“Topi est dans le champ Russie...” Warn Kaya Kallas avant la nouvelle conversation Trump-Putin

La Russie ne veut pas la paix en Ukraine et on ne peut pas croire qu'elle fasse avancer un tel objectif, a averti Kaya Kallas à la veille d'un nouvel appel entre Donald Trump et Vladimir Poutine, que l'Europe suivra sûrement de près. La Russie sera [...]
La Russie “profitera de cette occasion pour soumettre toutes sortes d'exigences, et ce que nous voyons déjà est qu'ils appliquent ce sont les objectifs finals”, a déclaré Kallas lundi après-midi après une réunion des ministres des Affaires étrangères à Bruxelles.
Ses commentaires sont une réponse à la réponse non dédiée de Poutine à la proposition de la Maison Blanche pour un cessez-le-feu de 30 jours en Ukraine, que Kiev a déjà acceptée, diffuse Telegrafi, des émissions de Periscopi.

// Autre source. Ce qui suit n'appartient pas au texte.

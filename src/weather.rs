use crate::cache::{self, PersistentCache};
use crate::config::WeatherConfig;
use crate::http;
use crate::models::DailyWeather;
use crate::{AirAwareError, Result};
use chrono::NaiveDate;
use reqwest_middleware::ClientWithMiddleware;
use std::sync::Arc;
use std::time::{Duration, Instant};
use tracing::{info, instrument, warn};

const DAILY_VARIABLES: &str = "temperature_2m_mean,temperature_2m_max,temperature_2m_min,precipitation_sum,wind_speed_10m_mean,relative_humidity_2m_mean";
const WEATHER_TTL: Duration = Duration::from_secs(7 * 24 * 60 * 60);

/// Client for the Open-Meteo historical weather archive (no API key required)
pub struct OpenMeteoClient {
    client: ClientWithMiddleware,
    config: WeatherConfig,
    cache: Option<Arc<PersistentCache>>,
}

impl OpenMeteoClient {
    #[must_use]
    pub fn new(
        client: ClientWithMiddleware,
        config: WeatherConfig,
        cache: Option<Arc<PersistentCache>>,
    ) -> Self {
        Self {
            client,
            config,
            cache,
        }
    }

    /// Daily weather at a point for every day in `start..=end`
    #[instrument(skip(self))]
    pub async fn daily_history(
        &self,
        latitude: f64,
        longitude: f64,
        start: NaiveDate,
        end: NaiveDate,
    ) -> Result<Vec<DailyWeather>> {
        let key = format!("weather:{latitude:.4}:{longitude:.4}:{start}:{end}");
        cache::get_or_fetch(self.cache.as_deref(), &key, WEATHER_TTL, || {
            self.fetch(latitude, longitude, start, end)
        })
        .await
    }

    async fn fetch(
        &self,
        latitude: f64,
        longitude: f64,
        start: NaiveDate,
        end: NaiveDate,
    ) -> Result<Vec<DailyWeather>> {
        let start_time = Instant::now();
        let url = http::endpoint(
            &self.config.archive_url,
            "archive",
            &[
                ("latitude", format!("{latitude:.4}")),
                ("longitude", format!("{longitude:.4}")),
                ("start_date", start.to_string()),
                ("end_date", end.to_string()),
                ("daily", DAILY_VARIABLES.to_string()),
                ("timezone", "auto".to_string()),
            ],
        )?;

        let response: openmeteo::ArchiveResponse =
            http::get_json(&self.client, url, &[], "Open-Meteo").await?;

        if let Some(reason) = response.reason {
            return Err(AirAwareError::api(format!("Open-Meteo refused request: {reason}")));
        }

        let days = match response.daily {
            Some(daily) => daily.into_days()?,
            None => {
                warn!(
                    "No daily weather data found at ({:.4}, {:.4}) between {} and {}",
                    latitude, longitude, start, end
                );
                Vec::new()
            }
        };

        info!(
            "Retrieved {} days of weather in {:.3}s",
            days.len(),
            start_time.elapsed().as_secs_f64()
        );
        Ok(days)
    }
}

/// `OpenMeteo` archive response structures and conversion utilities
mod openmeteo {
    use super::{AirAwareError, DailyWeather, NaiveDate, Result};
    use serde::Deserialize;

    #[derive(Debug, Deserialize)]
    pub struct ArchiveResponse {
        pub daily: Option<DailyData>,
        /// Present together with `"error": true`
        pub reason: Option<String>,
    }

    /// Daily weather columns, one entry per element of `time`
    #[derive(Debug, Deserialize)]
    pub struct DailyData {
        pub time: Vec<String>,
        #[serde(rename = "temperature_2m_mean", default)]
        pub temperature_mean: Vec<Option<f64>>,
        #[serde(rename = "temperature_2m_max", default)]
        pub temperature_max: Vec<Option<f64>>,
        #[serde(rename = "temperature_2m_min", default)]
        pub temperature_min: Vec<Option<f64>>,
        #[serde(default)]
        pub precipitation_sum: Vec<Option<f64>>,
        #[serde(rename = "wind_speed_10m_mean", default)]
        pub wind_speed_mean: Vec<Option<f64>>,
        #[serde(rename = "relative_humidity_2m_mean", default)]
        pub humidity_mean: Vec<Option<f64>>,
    }

    fn at(column: &[Option<f64>], i: usize) -> Option<f64> {
        column.get(i).copied().flatten()
    }

    impl DailyData {
        /// Zip the columns into rows. Short columns read as missing values.
        pub fn into_days(self) -> Result<Vec<DailyWeather>> {
            self.time
                .iter()
                .enumerate()
                .map(|(i, day)| {
                    let date = NaiveDate::parse_from_str(day, "%Y-%m-%d").map_err(|_| {
                        AirAwareError::parse(format!("Invalid date in Open-Meteo response: {day}"))
                    })?;
                    Ok(DailyWeather {
                        date,
                        temperature_mean: at(&self.temperature_mean, i),
                        temperature_max: at(&self.temperature_max, i),
                        temperature_min: at(&self.temperature_min, i),
                        precipitation_sum: at(&self.precipitation_sum, i),
                        wind_speed_mean: at(&self.wind_speed_mean, i),
                        relative_humidity_mean: at(&self.humidity_mean, i),
                    })
                })
                .collect()
        }
    }

    #[cfg(test)]
    mod tests {
        use super::*;

        #[test]
        fn test_into_days_handles_nulls_and_short_columns() {
            let body = r#"{
                "latitude": 13.0,
                "longitude": 80.25,
                "timezone": "Asia/Kolkata",
                "daily_units": {"time": "iso8601"},
                "daily": {
                    "time": ["2023-01-01", "2023-01-02", "2023-01-03"],
                    "temperature_2m_mean": [24.1, null, 25.3],
                    "temperature_2m_max": [29.0, 28.4, 30.1],
                    "temperature_2m_min": [20.2, 21.0, 21.5],
                    "precipitation_sum": [0.0, 1.2],
                    "wind_speed_10m_mean": [9.8, 11.0, 7.4],
                    "relative_humidity_2m_mean": [72, 80, 75]
                }
            }"#;
            let response: ArchiveResponse = serde_json::from_str(body).unwrap();
            let days = response.daily.unwrap().into_days().unwrap();

            assert_eq!(days.len(), 3);
            assert_eq!(days[0].temperature_mean, Some(24.1));
            assert_eq!(days[1].temperature_mean, None);
            assert_eq!(days[2].precipitation_sum, None);
            assert_eq!(days[1].relative_humidity_mean, Some(80.0));
        }

        #[test]
        fn test_missing_daily_block() {
            let response: ArchiveResponse =
                serde_json::from_str(r#"{"latitude": 1.0, "longitude": 2.0}"#).unwrap();
            assert!(response.daily.is_none());
        }

        #[test]
        fn test_error_reason() {
            let response: ArchiveResponse = serde_json::from_str(
                r#"{"error": true, "reason": "Parameter 'start_date' is out of allowed range"}"#,
            )
            .unwrap();
            assert!(response.reason.unwrap().contains("start_date"));
        }
    }
}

Le leader russe a insisté pour clarifier une certaine “unition”, y compris s'il faut continuer à fournir des armes et des munitions à l'Ouest.

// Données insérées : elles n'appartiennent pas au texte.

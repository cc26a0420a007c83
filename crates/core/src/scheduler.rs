use std::time::Duration;

use chrono::{DateTime, Utc};

/// A callback run by the scheduler when a timer fires.
pub type Task = Box<dyn FnMut() + Send>;

/// Time source plus delayed/periodic callbacks.
///
/// Every timer in the system (away timer, typing auto-stop, typing
/// receiver expiry, rate-limiter sweep, presence db sync) is armed through
/// this trait so tests can substitute a virtual clock.
pub trait Scheduler: Send + Sync + 'static {
    /// Current wall-clock time.
    fn now(&self) -> DateTime<Utc>;

    /// Run `task` once after `delay`.
    fn after(&self, delay: Duration, task: Task) -> TimerHandle;

    /// Run `task` every `period`, starting one period from now.
    fn every(&self, period: Duration, task: Task) -> TimerHandle;
}

/// Handle to an armed timer. Cancels on [`TimerHandle::cancel`] and on drop,
/// so replacing a stored handle guarantees at most one outstanding timer per
/// logical slot.
pub struct TimerHandle {
    cancel: Option<Box<dyn FnOnce() + Send>>,
}

impl TimerHandle {
    pub fn new(cancel: impl FnOnce() + Send + 'static) -> Self {
        Self {
            cancel: Some(Box::new(cancel)),
        }
    }

    pub fn cancel(mut self) {
        if let Some(cancel) = self.cancel.take() {
            cancel();
        }
    }
}

impl Drop for TimerHandle {
    fn drop(&mut self) {
        if let Some(cancel) = self.cancel.take() {
            cancel();
        }
    }
}

impl std::fmt::Debug for TimerHandle {
    fn fmt(&self, f: &mut std::fmt::Formatter<'_>) -> std::fmt::Result {
        f.debug_struct("TimerHandle")
            .field("armed", &self.cancel.is_some())
            .finish()
    }
}

/// Production scheduler backed by the tokio runtime. Must be used from
/// within a runtime context; timers are spawned tasks and cancellation
/// aborts them.
#[derive(Debug, Clone, Copy, Default)]
pub struct TokioScheduler;

impl Scheduler for TokioScheduler {
    fn now(&self) -> DateTime<Utc> {
        Utc::now()
    }

    fn after(&self, delay: Duration, mut task: Task) -> TimerHandle {
        let handle = tokio::spawn(async move {
            tokio::time::sleep(delay).await;
            task();
        });
        TimerHandle::new(move || handle.abort())
    }

    fn every(&self, period: Duration, mut task: Task) -> TimerHandle {
        let handle = tokio::spawn(async move {
            let mut interval = tokio::time::interval(period);
            interval.set_missed_tick_behavior(tokio::time::MissedTickBehavior::Delay);
            // The first tick completes immediately; skip it so the task
            // first runs one full period from arming.
            interval.tick().await;
            loop {
                interval.tick().await;
                task();
            }
        });
        TimerHandle::new(move || handle.abort())
    }
}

Alors, pendant ces 30 jours, la mobilisation en Ukraine va-t-elle se poursuivre ? Y aura-t-il des armes ? Est-ce 30 jours avant que les nouvelles unités ne soient formées? Ou aucun de ces” ne se produira, il a demandé à une conférence de presse la semaine dernière.
Poutine a également parlé d'une solution pour aborder ce qu'il a appelé la clé <x0ukkats” de la guerre - un terme qu'il utilise souvent pour chercher la démilitarisation de l'Ukraine et un engagement à la neutralité, que Kiev s'oppose fermement.

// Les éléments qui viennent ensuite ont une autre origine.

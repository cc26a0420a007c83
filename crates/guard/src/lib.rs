pub mod breaker;
pub mod ratelimit;

pub use breaker::{
    with_circuit_breaker, BreakerConfig, BreakerError, BreakerRegistry, BreakerState,
    CircuitBreaker,
};
pub use ratelimit::{RateLimitConfig, RateLimitDecision, RateLimiter};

“Topi est dans le domaine de la Russie. Ce que nous voyons maintenant, c'est que la Russie ne veut pas vraiment la paix. (Il y avait) compréhension sur la table de la Russie ne peut pas vraiment être cru”, Kallas a dit lundi.
Interrogé sur la question de savoir si l'Europe serait invitée à des pourparlers dirigés par les États-Unis, Kallas a dit, “Sic et nous voyons, il n'y a pas de table de négociation parce que la Russie ne vient pas à la table de discussion”.
Kãotis Budrys, ministre lituanien des affaires étrangères, qui a assisté à la réunion de lundi, a déclaré que le fardeau des concessions devrait être imposé à l'agresseur.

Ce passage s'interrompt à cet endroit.